Several recent studies point to a disturbing relationship between bees, which are essential for the health of the planet, and a particular class of pesticide known as nicotinoids.

Nicotine, the compound we all know and fear, is a natural substance. Plants produce it because it keeps bugs away. Hence the development of neonicotinoids, synthetic pesticides that are chemically very similar to nicotine. But a few recent studies further our understanding of just how dangerous they can be.

In some ways neonicotinoids seem ideal; they’re seldom harmful to mammals or birds that encounter them in the wild, but are toxic to insects. They’re extremely common in North America—imidacloprid, the most commonly used pesticide in the world, is a neonicotinoid—but in recent years, we’ve begun to realize its potential damage to our ecosystem. In 2013, the EU, after seeing studies linking neonicotinoids with honeybee colony collapse, restricted the use of some of these pesticides. And the science just keeps coming in.

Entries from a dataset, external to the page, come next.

use serde_json::{Map, Value};

use super::{FieldValue, RecordId, RecordStore};
use crate::{
    DiffConfig, QueryRoot,
    error::StoreError,
    query::{Field, FieldKind, Selection},
    range::{PageInfo, RangeCalls, RangeEdge},
};

type Object = Map<String, Value>;

/// Normalizes the response of a query into the store.
pub struct RecordWriter<'a> {
    store: &'a mut RecordStore,
}

impl<'a> RecordWriter<'a> {
    pub fn new(store: &'a mut RecordStore) -> Self {
        RecordWriter { store }
    }

    /// Writes `payload`, the value of the root field of `root` in a response, into the store.
    pub fn write_payload(&mut self, root: &QueryRoot, payload: &Value) -> Result<(), StoreError> {
        let config = root.schema().config();
        let field = root.field();
        let root_record = RecordId::root();

        if let Some(id) = root.identifying_argument() {
            let id = RecordId::new(id);
            let storage_key = field.storage_key();

            return match payload {
                Value::Null => {
                    self.store.delete_record(&id);
                    self.set_field(&root_record, storage_key, FieldValue::Null);
                    Ok(())
                }
                Value::Object(object) => {
                    self.write_record(config, &id, &field.selections, object, field.response_key())?;
                    self.set_field(&root_record, storage_key, FieldValue::Link(id));
                    Ok(())
                }
                _ => Err(StoreError::invalid_payload(field.response_key(), "expected an object")),
            };
        }

        self.store.put_record(&root_record);
        self.write_field(config, &root_record, field, payload, field.response_key())
    }

    fn write_record(
        &mut self,
        config: &DiffConfig,
        id: &RecordId,
        selections: &[Selection],
        object: &Object,
        path: &str,
    ) -> Result<(), StoreError> {
        let record = self.store.put_record(id);
        if let Some(typename) = object.get(&config.typename_field).and_then(Value::as_str) {
            record.typename = Some(typename.to_string());
        }

        for field in fields(selections) {
            if let Some(value) = object.get(field.response_key()) {
                let path = format!("{path}.{}", field.response_key());
                self.write_field(config, id, field, value, &path)?;
            }
        }

        Ok(())
    }

    fn write_field(
        &mut self,
        config: &DiffConfig,
        parent: &RecordId,
        field: &Field,
        value: &Value,
        path: &str,
    ) -> Result<(), StoreError> {
        let storage_key = field.storage_key();

        if value.is_null() {
            self.set_field(parent, storage_key, FieldValue::Null);
            return Ok(());
        }

        let stored = match field.kind {
            FieldKind::Scalar => FieldValue::Scalar(value.clone()),
            FieldKind::Linked => {
                let object = value
                    .as_object()
                    .ok_or_else(|| StoreError::invalid_payload(path, "expected an object"))?;

                let id = record_id(config, object).unwrap_or_else(|| RecordId::client(parent, &storage_key));
                self.write_record(config, &id, &field.selections, object, path)?;

                FieldValue::Link(id)
            }
            FieldKind::Plural => {
                let items = value
                    .as_array()
                    .ok_or_else(|| StoreError::invalid_payload(path, "expected a list"))?;

                let mut ids = Vec::with_capacity(items.len());
                for (index, item) in items.iter().enumerate() {
                    let path = format!("{path}.{index}");
                    if item.is_null() {
                        continue;
                    }

                    let object = item
                        .as_object()
                        .ok_or_else(|| StoreError::invalid_payload(path.as_str(), "expected an object"))?;

                    let id = record_id(config, object)
                        .unwrap_or_else(|| RecordId::client(parent, &format!("{storage_key}:{index}")));
                    self.write_record(config, &id, &field.selections, object, &path)?;

                    ids.push(id);
                }

                FieldValue::Links(ids)
            }
            FieldKind::Connection { .. } => {
                let object = value
                    .as_object()
                    .ok_or_else(|| StoreError::invalid_payload(path, "expected an object"))?;

                let id = RecordId::client(parent, &storage_key);
                self.write_connection(config, &id, field, object, path)?;

                FieldValue::Connection(id)
            }
        };

        self.set_field(parent, storage_key, stored);
        Ok(())
    }

    fn write_connection(
        &mut self,
        config: &DiffConfig,
        id: &RecordId,
        field: &Field,
        object: &Object,
        path: &str,
    ) -> Result<(), StoreError> {
        let calls = RangeCalls::from_arguments(&field.arguments)
            .map_err(|err| StoreError::invalid_payload(path, err.to_string()))?;

        let record = self.store.put_record(id);
        if let Some(typename) = object.get(&config.typename_field).and_then(Value::as_str) {
            record.typename = Some(typename.to_string());
        }

        let mut edges = None;
        let mut page_info = None;

        for child in fields(&field.selections) {
            let Some(value) = object.get(child.response_key()) else {
                continue;
            };
            let path = format!("{path}.{}", child.response_key());

            if child.name == config.connection.edges {
                let written = self.write_edges(config, id, child, value, &path)?;
                if edges.is_none() {
                    edges = Some(written);
                }
            } else if child.name == config.connection.page_info {
                page_info = value.as_object();
            } else {
                self.write_field(config, id, child, value, &path)?;
            }
        }

        let Some(edges) = edges else {
            return Ok(());
        };

        let flag = |name: &str, fetched_whole_window: bool| {
            page_info
                .and_then(|page_info| page_info.get(name))
                .and_then(Value::as_bool)
                .unwrap_or(fetched_whole_window)
        };
        let fetched_whole_window = calls.count().is_some_and(|count| edges.len() >= count);
        let page_info = PageInfo {
            has_next_page: flag(
                &config.connection.has_next_page,
                matches!(calls, RangeCalls::First { .. }) && fetched_whole_window,
            ),
            has_previous_page: flag(
                &config.connection.has_previous_page,
                matches!(calls, RangeCalls::Last { .. }) && fetched_whole_window,
            ),
        };

        let range = self.store.put_record(id).range.get_or_insert_with(Default::default);
        if let Err(err) = range.merge(&calls, edges, page_info) {
            tracing::warn!("Ignoring the edges fetched at {path}: {err}");
        }

        Ok(())
    }

    fn write_edges(
        &mut self,
        config: &DiffConfig,
        connection: &RecordId,
        field: &Field,
        value: &Value,
        path: &str,
    ) -> Result<Vec<RangeEdge>, StoreError> {
        let items = value
            .as_array()
            .ok_or_else(|| StoreError::invalid_payload(path, "expected a list"))?;

        let mut edges = Vec::with_capacity(items.len());

        for (index, item) in items.iter().enumerate() {
            let path = format!("{path}.{index}");
            let object = item
                .as_object()
                .ok_or_else(|| StoreError::invalid_payload(path.as_str(), "expected an object"))?;

            let cursor = object
                .get(&config.connection.cursor)
                .and_then(Value::as_str)
                .ok_or_else(|| StoreError::invalid_payload(path.as_str(), "edges must have a cursor"))?;

            let edge_id = RecordId::client(connection, cursor);
            self.write_record(config, &edge_id, &field.selections, object, &path)?;
            self.set_field(
                &edge_id,
                config.connection.cursor.clone(),
                FieldValue::Scalar(Value::String(cursor.to_string())),
            );

            let node_id = self.store.linked_record_id(&edge_id, &config.connection.node)?;

            edges.push(RangeEdge {
                edge_id,
                cursor: cursor.to_string(),
                node_id,
            });
        }

        Ok(edges)
    }

    fn set_field(&mut self, record: &RecordId, storage_key: String, value: FieldValue) {
        self.store.put_record(record).fields.insert(storage_key, value);
    }
}

fn record_id(config: &DiffConfig, object: &Object) -> Option<RecordId> {
    match object.get(&config.id_field)? {
        // An empty identifier can't be used to refetch the record, it gets a client id instead.
        Value::String(id) if id.is_empty() => None,
        Value::String(id) => Some(RecordId::new(id.as_str())),
        Value::Number(id) => Some(RecordId::new(id.to_string())),
        _ => None,
    }
}

/// Fields of a selection set, looking through fragments.
fn fields(selections: &[Selection]) -> Vec<&Field> {
    let mut fields = Vec::new();
    collect_fields(selections, &mut fields);
    fields
}

fn collect_fields<'a>(selections: &'a [Selection], fields: &mut Vec<&'a Field>) {
    for selection in selections {
        match selection {
            Selection::Field(field) => fields.push(field),
            Selection::Fragment(fragment) => collect_fields(&fragment.selections, fields),
        }
    }
}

There are a few studies that have been published in the past few weeks. One, published in the Federation of American Societies for Experimental Biology Journal, finds, “these pesticides kill bee brain cells, rendering them unable to learn, gather food and reproduce.” Another, published in Nature, that bees, very dangerously, actually prefer plants that have been sprayed with these pesticides. And another, also, finds that if coated in neonicotinoids, even the mere seeds of plants “reduced wild bee density, solitary bee nesting, and bumblebee colony growth and reproduction under field conditions.”

This is an enormous problem. Bees are essential for pollinating plants and keeping crop ecosystems healthy. Hopefully the studies inspire more work that might eventually lead to regulation—anything to keep our bee populations healthy.